Climbing over piles of bodies may add to the challenge in the future?

I don't really think you can say you've climbed it unless you've carried a corpse back down with you.

AFAIUI you can't fly a chopper to such altitudes.

Now that sounds like a challenge...


 
Posted : 24/06/2011 2:39 pm
Posts: 8403
Full Member
 

Difficult moralising from the safety of a keyboard..

New round here are you?


 
Posted : 24/06/2011 2:39 pm
Posts: 29
Free Member
 

Simpsons quote pretty much sums my feelings on the matter, going back to the Naar example, did he communicate with the dying man at all?
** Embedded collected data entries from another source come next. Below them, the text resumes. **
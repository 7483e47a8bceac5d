//! Postcode-driven reports for a district.

use std::collections::BTreeMap;

use fhrs_osm_compare_models::{ComparisonRecord, MapEntity, PostcodeCandidate, Status};

use crate::present;

/// Linked records whose map postcode is missing or wrong.
#[must_use]
pub fn postcode_errors<'a>(records: &[&'a ComparisonRecord]) -> Vec<&'a ComparisonRecord> {
    with_status(records, Status::MatchedPostcodeError)
}

/// Entities whose `fhrs:id` resolves to no establishment.
#[must_use]
pub fn mismatches<'a>(records: &[&'a ComparisonRecord]) -> Vec<&'a ComparisonRecord> {
    with_status(records, Status::Mismatch)
}

fn with_status<'a>(records: &[&'a ComparisonRecord], status: Status) -> Vec<&'a ComparisonRecord> {
    records.iter().copied().filter(|r| r.status == status).collect()
}

/// Unmatched establishments paired with the unlinked entities that share
/// their postcode.
///
/// Postcodes are compared after trimming. Establishments without any such
/// entity are omitted. Ordered by postcode, then FHRS id.
#[must_use]
pub fn postcode_candidates(records: &[&ComparisonRecord]) -> Vec<PostcodeCandidate> {
    let mut by_postcode: BTreeMap<&str, Vec<&MapEntity>> = BTreeMap::new();
    for record in records {
        if record.status != Status::OsmWithPostcode {
            continue;
        }
        if let Some(entity) = &record.entity
            && let Some(postcode) = present(entity.postcode.as_deref())
        {
            by_postcode.entry(postcode.trim()).or_default().push(entity);
        }
    }

    let mut candidates: Vec<PostcodeCandidate> = records
        .iter()
        .filter(|r| matches!(r.status, Status::Fhrs | Status::Mismatch))
        .filter_map(|r| {
            let establishment = r.establishment.as_ref()?;
            let postcode = present(establishment.postcode.as_deref())?.trim();
            let entities = by_postcode.get(postcode)?;
            Some(PostcodeCandidate {
                establishment: establishment.clone(),
                entities: entities.iter().map(|e| (*e).clone()).collect(),
            })
        })
        .collect();

    candidates.sort_by(|a, b| {
        let key = |c: &PostcodeCandidate| {
            (
                c.establishment.postcode.as_deref().map(str::trim).map(str::to_string),
                c.establishment.fhrs_id,
            )
        };
        key(a).cmp(&key(b))
    });

    candidates
}

#[cfg(test)]
mod tests {
    use super::*;
    use crate::join::build_comparison;
    use crate::test_support::{RUGBY, entity, establishment};

    #[test]
    fn pairs_unmatched_establishments_with_same_postcode_entities() {
        let entities = [
            entity(1, None, Some("CV21 1AB "), RUGBY, Some(1)),
            entity(2, None, Some("CV21 1AB"), RUGBY, Some(1)),
            entity(3, None, Some("CV21 9ZZ"), RUGBY, Some(1)),
            entity(4, Some("600"), Some("CV21 2CD"), RUGBY, Some(1)),
        ];
        let establishments = [
            establishment(501, "The Crown", Some("CV21 1AB"), Some(RUGBY), Some(1)),
            establishment(500, "The Bell", Some("CV21 1AB"), Some(RUGBY), Some(1)),
            establishment(502, "The Swan", Some("CV21 2CD"), Some(RUGBY), Some(1)),
            establishment(503, "No Postcode", None, Some(RUGBY), Some(1)),
        ];
        let records = build_comparison(&entities, &establishments);
        let refs: Vec<&ComparisonRecord> = records.iter().collect();

        let candidates = postcode_candidates(&refs);

        let ids: Vec<i64> = candidates.iter().map(|c| c.establishment.fhrs_id).collect();
        assert_eq!(ids, vec![500, 501]);
        let entity_ids: Vec<i64> = candidates[0].entities.iter().map(|e| e.id).collect();
        assert_eq!(entity_ids, vec![1, 2]);
    }

    #[test]
    fn filters_by_status() {
        let entities = [
            entity(1, Some("500"), None, RUGBY, Some(1)),
            entity(2, Some("999"), None, RUGBY, Some(1)),
            entity(3, Some("501"), Some("CV21 1AB"), RUGBY, Some(1)),
        ];
        let establishments = [
            establishment(500, "The Bell", Some("CV21 1AB"), Some(RUGBY), Some(1)),
            establishment(501, "The Crown", Some("CV21 1AB"), Some(RUGBY), Some(1)),
        ];
        let records = build_comparison(&entities, &establishments);
        let refs: Vec<&ComparisonRecord> = records.iter().collect();

        let errors = postcode_errors(&refs);
        assert_eq!(errors.len(), 1);
        assert_eq!(errors[0].entity.as_ref().unwrap().id, 1);

        let mismatched = mismatches(&refs);
        assert_eq!(mismatched.len(), 1);
        assert_eq!(mismatched[0].entity.as_ref().unwrap().fhrs_id.as_deref(), Some("999"));
    }
}
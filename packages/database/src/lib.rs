#![cfg_attr(feature = "fail-on-warnings", deny(warnings))]
#![warn(clippy::all, clippy::pedantic, clippy::nursery, clippy::cargo)]
#![allow(clippy::multiple_crate_versions, clippy::cargo_common_metadata)]

//! `DuckDB` store for the FHRS/OSM comparison.
//!
//! Holds the three input tables (district boundaries, map entities and
//! FHRS establishments) in a single `DuckDB` file at
//! `data/shared/fhrs_osm.duckdb`. All statements are prepared with bound
//! parameters; no external value is ever spliced into SQL text.
//!
//! The [`import`] module materializes input files (boundary and map
//! `GeoJSON`, FHRS CSV) into typed records for the store.

pub mod import;
pub mod paths;
pub mod store;

/// Errors that can occur during store operations.
#[derive(Debug, thiserror::Error)]
pub enum DbError {
    /// `DuckDB` query error.
    #[error("DuckDB error: {0}")]
    Duckdb(#[from] duckdb::Error),

    /// Filesystem error.
    #[error("I/O error: {0}")]
    Io(#[from] std::io::Error),

    /// CSV parsing error.
    #[error("CSV error: {0}")]
    Csv(#[from] csv::Error),

    /// `GeoJSON` parsing error.
    #[error("GeoJSON error: {0}")]
    GeoJson(#[from] geojson::Error),

    /// JSON serialization error.
    #[error("JSON error: {0}")]
    Json(#[from] serde_json::Error),

    /// Data conversion error.
    #[error("Data conversion error: {message}")]
    Conversion {
        /// Description of what went wrong.
        message: String,
    },
}
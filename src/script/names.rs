//! Identifier normalization for record field names.

use once_cell::sync::Lazy;
use regex::Regex;

static CAMEL_HUMP: Lazy<Regex> = Lazy::new(|| Regex::new(r"(\p{Ll})(\p{Lu})").unwrap());
static SEPARATORS: Lazy<Regex> = Lazy::new(|| Regex::new(r"[^\p{L}\p{N}]+").unwrap());

/// Convert an identifier-like string to lowerCamelCase.
///
/// Words are found at lower-to-upper case humps and at runs of
/// non-alphanumeric characters. The first word is lowercased; every later
/// word gets an uppercase first letter and keeps the rest of its casing.
///
/// ```
/// use blockrun::script::names::lower_camel;
///
/// assert_eq!(lower_camel("foo_bar"), "fooBar");
/// assert_eq!(lower_camel("FooBarBaz"), "fooBarBaz");
/// assert_eq!(lower_camel(""), "");
/// ```
pub fn lower_camel(name: &str) -> String {
    let spaced = CAMEL_HUMP.replace_all(name, "$1 $2");
    let mut out = String::with_capacity(name.len());
    for (i, word) in SEPARATORS
        .split(&spaced)
        .filter(|w| !w.is_empty())
        .enumerate()
    {
        if i == 0 {
            out.push_str(&word.to_lowercase());
        } else {
            let mut chars = word.chars();
            if let Some(first) = chars.next() {
                out.extend(first.to_uppercase());
                out.push_str(chars.as_str());
            }
        }
    }
    out
}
Not sure but i think the David Sharp fella was a from New forest area. Sure my hairdresser knew him.


 
Posted : 24/06/2011 2:41 pm
Posts: 7869
Free Member
 

avdave2 - Member

Difficult moralising from the safety of a keyboard..

New round here are you?

Nope, long before you sonny 🙂


 
Posted : 24/06/2011 2:41 pm
 jhw
Posts: 0
Free Member
Topic starter
 

"We have no need of codes by which to judge our ethical response to situations. We know intuitively what is the correct way to behave." Passing by a dying man without even stopping to hold his hand is a terrible violation of this universal standard of humane conduct, and undercuts the very foundation of society."

Bullseye

They accept the risks when they buy the ticket.

Disagree. This debate is not about them. It's about YOU and your reaction when you pass them.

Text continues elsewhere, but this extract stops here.